What to do about SMART errors in OS X

SMART errors for hard drives might mean the drive is about to fail, but it also might just be indicating a relatively benign problem.

One error you might run into when attempting to install OS X on your computer is a claim by the installer that the hard drive has SMART errors and will not allow you to install to the selected drive. When this happens, the system will claim the drive cannot be repaired and recommend you back it up as soon as possible and replace the disk.

Self-Monitoring, Analysis, and Reporting Technology (aka, SMART) is a feature built into hard disks to monitor the heath status of the drives and provide the system with a method to detect an impending failure or other problem with the drive that might need to be addressed. The SMART attributes are a standard that monitors a variety of metrics such as disk surface error rates, spin up times, data throughput, write head stability, and rpm variation, among many other options. When the drive is operational it monitors how often these metrics hit a warning threshold, and if they do so repeatedly or for prolonged periods of time then the drive will issue a warning to the system that the SMART is detecting a potential error.

While hardware errors such as those measured by SMART are generally a cause for alarm and the general recommendation is to replace the drive, it is not always necessary to do so. In some cases, as with the OS X installer, the specifics of the SMART error do not matter and the program will just detect the error and give you a warning, even if the error is relatively benign. For instance, a collection of bad blocks can be enough to cause a SMART error, or if the drive's temperature gets too high because of poor ventilation or other environmental conditions, then SMART may issue an error.

In addition to potentially insignificant error reporting, SMART technology may throw a false alarm or just be a temporary situation that will clear by itself. In personal experiences, I have had some drives issue SMART warnings and then continue to work for years after.

Sometimes in these cases, the error can be addressed by simply formatting the drive, changing the location of the system to increase air flow, or simply by ignoring it. However, despite these possibilities, you do have to weight them against how the drive is going to be used. If you plan on relying on the drive as a main boot device or for one that will store important information, then you might wish to play it safe and replace the drive, but if not then you can investigate the SMART status a bit more to see if you can discern the exact problem.
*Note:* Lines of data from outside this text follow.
//! Re-queueing of parked and failed records.
//!
//! The state machine never moves a record out of `delayed` or `error` on its
//! own. The [`Scheduler`] does, from the outside:
//!
//! - `delayed` records whose `next_retry_at` has passed go back to `queued`;
//! - `error` records with a transient [`ErrorKind`] go back to `queued` once
//!   the retry backoff since their last update has elapsed, until
//!   `retry_count` reaches the policy's budget.

use std::sync::Arc;

use tracing::{debug, info, instrument, warn};

use crate::download::{FailureKind, RetryDecision, RetryPolicy};
use crate::store::{DownloadStatus, ErrorKind, RecordRepository, RecordUpdate, Result};

/// What one scheduling pass did.
#[derive(Debug, Clone, Copy, Default, PartialEq, Eq)]
pub struct ScheduleReport {
    pub promoted_delayed: usize,
    pub requeued_failed: usize,
}

/// Promotes due records back to `queued`.
#[derive(Clone)]
pub struct Scheduler {
    records: Arc<dyn RecordRepository>,
    policy: RetryPolicy,
}

impl std::fmt::Debug for Scheduler {
    fn fmt(&self, f: &mut std::fmt::Formatter<'_>) -> std::fmt::Result {
        f.debug_struct("Scheduler")
            .field("policy", &self.policy)
            .finish_non_exhaustive()
    }
}

impl Scheduler {
    #[must_use]
    pub fn new(records: Arc<dyn RecordRepository>, policy: RetryPolicy) -> Self {
        Self { records, policy }
    }

    /// Runs both promotions at `now` (unix seconds).
    ///
    /// # Errors
    ///
    /// Returns the store error if listing fails.
    pub async fn tick(&self, now: i64) -> Result<ScheduleReport> {
        Ok(ScheduleReport {
            promoted_delayed: self.promote_due_delayed(now).await?,
            requeued_failed: self.requeue_retryable_failures(now).await?,
        })
    }

    /// Moves `delayed` records whose retry time has come to `queued`.
    ///
    /// # Errors
    ///
    /// Returns the store error if listing fails. Failures on individual
    /// records are logged and skipped.
    #[instrument(skip(self))]
    pub async fn promote_due_delayed(&self, now: i64) -> Result<usize> {
        let due = self.records.list_due_delayed(now).await?;
        let mut promoted = 0;
        for record in due {
            match self
                .records
                .apply_update(&record.hash, RecordUpdate::status(DownloadStatus::Queued))
                .await
            {
                Ok(_) => {
                    debug!(hash = %record.hash, "delayed record re-queued");
                    promoted += 1;
                }
                Err(error) => warn!(hash = %record.hash, error = %error, "failed to re-queue"),
            }
        }
        if promoted > 0 {
            info!(promoted, "promoted delayed records");
        }
        Ok(promoted)
    }

    /// Re-queues transient failures that are within budget and past backoff.
    ///
    /// # Errors
    ///
    /// Returns the store error if listing fails.
    #[instrument(skip(self))]
    pub async fn requeue_retryable_failures(&self, now: i64) -> Result<usize> {
        let failed = self.records.list_by_status(DownloadStatus::Error).await?;
        let mut requeued = 0;

        for record in failed {
            let kind = record.error_kind().unwrap_or(ErrorKind::Permanent);
            let attempts = u32::try_from(record.retry_count).unwrap_or(u32::MAX);

            let delay = match self.policy.should_retry(FailureKind::from(kind), attempts) {
                RetryDecision::Retry { delay, .. } => delay,
                RetryDecision::DoNotRetry { reason } => {
                    debug!(hash = %record.hash, reason = %reason, "not retrying");
                    continue;
                }
            };

            let due_at = record
                .updated_at
                .saturating_add(i64::try_from(delay.as_secs()).unwrap_or(i64::MAX));
            if due_at > now {
                continue;
            }

            match self
                .records
                .apply_update(&record.hash, RecordUpdate::status(DownloadStatus::Queued))
                .await
            {
                Ok(_) => {
                    debug!(hash = %record.hash, retry_count = record.retry_count, "failed record re-queued");
                    requeued += 1;
                }
                Err(error) => warn!(hash = %record.hash, error = %error, "failed to re-queue"),
            }
        }
        if requeued > 0 {
            info!(requeued, "re-queued failed records");
        }
        Ok(requeued)
    }
}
To do this, first be sure to play it safe and back up the contents of the drive, and then get a robust and dedicated SMART tool such as SMARTReporter or SMART Utility that will tell you the exact error the drive is reporting and whether it is a critical error or one that is less important. You can also try basic drive-conditioning routines like repartitioning and formatting (writing to zeros to force the drive to substitute bad blocks) to see if this clears the SMART warning.
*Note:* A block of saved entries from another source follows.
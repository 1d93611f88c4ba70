//! hashfetch Core Library
//!
//! Download orchestration and retry engine for artifacts addressed by content
//! hash. A requested hash is acquired from a fast, quota-limited primary
//! source or a slow fallback source, tracked durably byte by byte, and handed
//! to a configurable post-download pipeline (placement, upload, cleanup).
//!
//! # Architecture
//!
//! The library is organized into the following modules, leaves first:
//! - [`db`] - Database connection and schema management
//! - [`store`] - Durable download records and the status graph
//! - [`quota`] - Primary quota observations
//! - [`download`] - Streaming transfers, progress, filename derivation, retry classification
//! - [`primary`] - Primary API resolution and acquisition
//! - [`fallback`] - Fallback acquisition contract and the mirror implementation
//! - [`pipeline`] - Post-download placement, library upload and cleanup
//! - [`orchestrator`] - Path selection, state transitions and batch processing
//! - [`schedule`] - Re-queueing of delayed and retryable failed records
//! - [`config`] - TOML configuration

// Clippy lints - strict for library code
#![deny(clippy::unwrap_used)]
#![deny(clippy::expect_used)]
#![warn(clippy::pedantic)]
#![allow(clippy::module_name_repetitions)]

pub mod config;
pub mod db;
pub mod download;
pub mod fallback;
pub mod orchestrator;
pub mod pipeline;
pub mod primary;
pub mod quota;
pub mod schedule;
pub mod store;
#[cfg(test)]
pub mod test_support;
pub(crate) mod user_agent;

// Re-export commonly used types
pub use config::{ConfigError, EngineConfig};
pub use db::Database;
pub use download::{
    CancelToken, DEFAULT_MAX_RETRIES, DownloadError, FailureKind, HttpClient, ProgressEvent,
    RetryDecision, RetryPolicy, classify_error,
};
pub use fallback::{FallbackDownloader, FallbackOutcome, FallbackRequest, MirrorFallback};
pub use orchestrator::{
    DEFAULT_CONCURRENCY, EngineError, Orchestrator, OrchestratorConfig, RunStats,
};
pub use pipeline::{
    CredentialProvider, LibraryUploader, Pipeline, PipelineConfig, PipelineError,
    PipelineReport, StaticCredential, UploadError,
};
pub use primary::{PrimaryConfig, PrimaryDownloader, PrimaryError};
pub use quota::QuotaTracker;
pub use schedule::{ScheduleReport, Scheduler};
pub use store::{
    DownloadMetadata, DownloadRecord, DownloadStatus, RecordStore, RecordUpdate, StoreError,
};
//! Filename derivation, sanitization, and path resolution for downloads.
//!
//! [`derive_filename`] applies a fixed chain and stops at the first step that
//! yields a name:
//!
//! 1. The resolved URL's last path segment, when it carries the multi-field
//!    `Title -- Author -- Publisher -- Identifier -- Source` layout. Title and
//!    author are kept, illegal characters stripped, the base capped at 200
//!    characters, and the detected extension (or the catalog format) appended.
//! 2. A `Content-Disposition` filename.
//! 3. `{hash}.{ext}` when the URL's trailing extension is short and plausible.
//! 4. `{hash}.{format}` (or `{hash}.bin`).

use std::path::{Component, Path, PathBuf};
use std::sync::LazyLock;

use regex::Regex;
use url::Url;

use super::constants::MAX_FILENAME_BASE_CHARS;

/// Separator between metadata fields in mirror path segments.
#[allow(clippy::expect_used)]
static FIELD_SEPARATOR: LazyLock<Regex> = LazyLock::new(|| {
    Regex::new(r"\s+-{2,}\s+").expect("field separator regex is valid") // Static pattern, safe to panic
});

/// Longest extension accepted from a URL tail.
const MAX_URL_EXTENSION_CHARS: usize = 5;

/// Derives the on-disk filename for a payload.
#[must_use]
pub fn derive_filename(
    url: &str,
    content_disposition: Option<&str>,
    hash: &str,
    format: Option<&str>,
) -> String {
    let parsed = Url::parse(url).ok();
    let segment = parsed.as_ref().and_then(last_segment);
    let (stem, url_extension) = segment
        .as_deref()
        .map_or(("", None), split_extension);
    let format = format
        .map(|f| f.trim().trim_start_matches('.').to_ascii_lowercase())
        .filter(|f| is_plausible_extension(f));

    if let Some(base) = structured_base(stem) {
        let extension = url_extension.clone().or_else(|| format.clone());
        return with_extension(&base, extension.as_deref());
    }

    if let Some(name) = content_disposition
        .and_then(parse_content_disposition)
        .map(|name| sanitize_filename(&name))
        .filter(|name| !name.trim_matches('_').is_empty())
    {
        return cap_base_length(&name);
    }

    if let Some(extension) = url_extension {
        return format!("{hash}.{extension}");
    }

    format!("{hash}.{}", format.as_deref().unwrap_or("bin"))
}

fn last_segment(url: &Url) -> Option<String> {
    let last = url.path_segments()?.next_back()?;
    if last.is_empty() {
        return None;
    }
    let decoded = urlencoding::decode(last).map_or_else(|_| last.to_string(), |d| d.into_owned());
    Some(decoded)
}

/// Splits `stem.ext` when `ext` is a short alphanumeric extension.
fn split_extension(segment: &str) -> (&str, Option<String>) {
    match segment.rfind('.') {
        Some(pos) if is_plausible_extension(&segment[pos + 1..]) => {
            (&segment[..pos], Some(segment[pos + 1..].to_ascii_lowercase()))
        }
        _ => (segment, None),
    }
}

fn is_plausible_extension(ext: &str) -> bool {
    !ext.is_empty()
        && ext.len() <= MAX_URL_EXTENSION_CHARS
        && ext.chars().all(|c| c.is_ascii_alphanumeric())
}

/// Title and author from a multi-field segment, or `None` if the separator is
/// absent.
fn structured_base(stem: &str) -> Option<String> {
    let fields: Vec<&str> = FIELD_SEPARATOR.split(stem).collect();
    if fields.len() < 2 {
        return None;
    }

    let kept: Vec<String> = fields
        .iter()
        .take(2)
        .map(|field| strip_illegal_chars(field))
        .filter(|field| !field.is_empty())
        .collect();
    if kept.is_empty() {
        return None;
    }

    let base = truncate_chars(&kept.join(" - "), MAX_FILENAME_BASE_CHARS);
    let base = base.trim().to_string();
    (!base.is_empty()).then_some(base)
}

fn with_extension(base: &str, extension: Option<&str>) -> String {
    match extension {
        Some(ext) => format!("{base}.{ext}"),
        None => base.to_string(),
    }
}

/// Caps the part before the extension at the filename base limit.
fn cap_base_length(name: &str) -> String {
    let (stem, ext) = match name.rfind('.') {
        Some(pos) if pos > 0 => (&name[..pos], &name[pos..]),
        _ => (name, ""),
    };
    format!("{}{ext}", truncate_chars(stem, MAX_FILENAME_BASE_CHARS))
}

fn truncate_chars(value: &str, max: usize) -> String {
    value.chars().take(max).collect()
}

/// Removes characters that are invalid on common filesystems and collapses
/// runs of whitespace.
fn strip_illegal_chars(value: &str) -> String {
    let stripped: String = value
        .chars()
        .filter(|c| !matches!(c, '/' | '\\' | ':' | '*' | '?' | '"' | '<' | '>' | '|') && !c.is_control())
        .collect();
    stripped.split_whitespace().collect::<Vec<_>>().join(" ")
}

/// Parses Content-Disposition header to extract filename.
///
/// Handles both:
/// - `attachment; filename="example.pdf"`
/// - `attachment; filename*=UTF-8''example%20file.pdf`
pub(crate) fn parse_content_disposition(header: &str) -> Option<String> {
    if let Some(pos) = header.find("filename*=") {
        let value = header[pos + 10..].trim();
        // Format: charset'language'encoded_value
        if let Some(quote_pos) = value.find("''") {
            let encoded = &value[quote_pos + 2..];
            let end = encoded.find(';').unwrap_or(encoded.len());
            if let Ok(decoded) = urlencoding::decode(encoded[..end].trim()) {
                return Some(decoded.into_owned());
            }
        }
    }

    if let Some(pos) = header.find("filename=") {
        let value = header[pos + 9..].trim();

        if let Some(stripped) = value.strip_prefix('"') {
            if let Some(end) = stripped.find('"') {
                return Some(stripped[..end].to_string());
            }
        } else {
            let end = value.find(';').unwrap_or(value.len());
            let filename = value[..end].trim();
            if !filename.is_empty() {
                return Some(filename.to_string());
            }
        }
    }

    None
}

/// Sanitizes filename for filesystem safety.
///
/// Replaces characters that are invalid on common filesystems
/// (`/ \ : * ? " < > |`) and rewrites dot-only names.
pub(crate) fn sanitize_filename(name: &str) -> String {
    let sanitized: String = name
        .chars()
        .map(|c| match c {
            '/' | '\\' | ':' | '*' | '?' | '"' | '<' | '>' | '|' => '_',
            c if c.is_control() => '_',
            c => c,
        })
        .collect();

    if sanitized.is_empty() {
        return "_".to_string();
    }

    if is_safe_filename_segment(&sanitized) {
        sanitized
    } else {
        sanitized.replace('.', "_")
    }
}

fn is_safe_filename_segment(name: &str) -> bool {
    !Path::new(name).components().any(|component| {
        matches!(
            component,
            Component::CurDir | Component::ParentDir | Component::RootDir | Component::Prefix(_)
        )
    })
}

/// Resolves a unique file path in `dir`, adding a numeric suffix if taken.
pub(crate) fn resolve_unique_path(dir: &Path, filename: &str) -> PathBuf {
    let filename = {
        let sanitized = sanitize_filename(filename);
        if sanitized.trim_matches('_').is_empty() {
            "download.bin".to_string()
        } else {
            sanitized
        }
    };
    let base_path = dir.join(&filename);

    if !base_path.exists() {
        return base_path;
    }

    let (stem, ext) = match filename.rfind('.') {
        Some(pos) => (&filename[..pos], &filename[pos..]),
        None => (filename.as_str(), ""),
    };

    for i in 1..1000 {
        let candidate = dir.join(format!("{stem}_{i}{ext}"));
        if !candidate.exists() {
            return candidate;
        }
    }

    dir.join(format!("{stem}_{}{ext}", chrono::Utc::now().timestamp_millis()))
}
By using a good drive diagnostics and repair tool such as Drive Genius or Tech Tool Pro, then another approach is to run benchmarks and integrity tests on the drive to ensure it works properly and is performing optimally before putting it to use (the more extensive of a test you can run, the better).

If you manage to clear the SMART error then you might be able to get the OS X installer to recognize the drive as a valid installation destination and continue the install; however, do keep in mind that the error may still persist and only be temporarily averted, so even after testing the drive you might still consider replacing it with a new one and only using it as a spare storage space or as a diagnostics drive.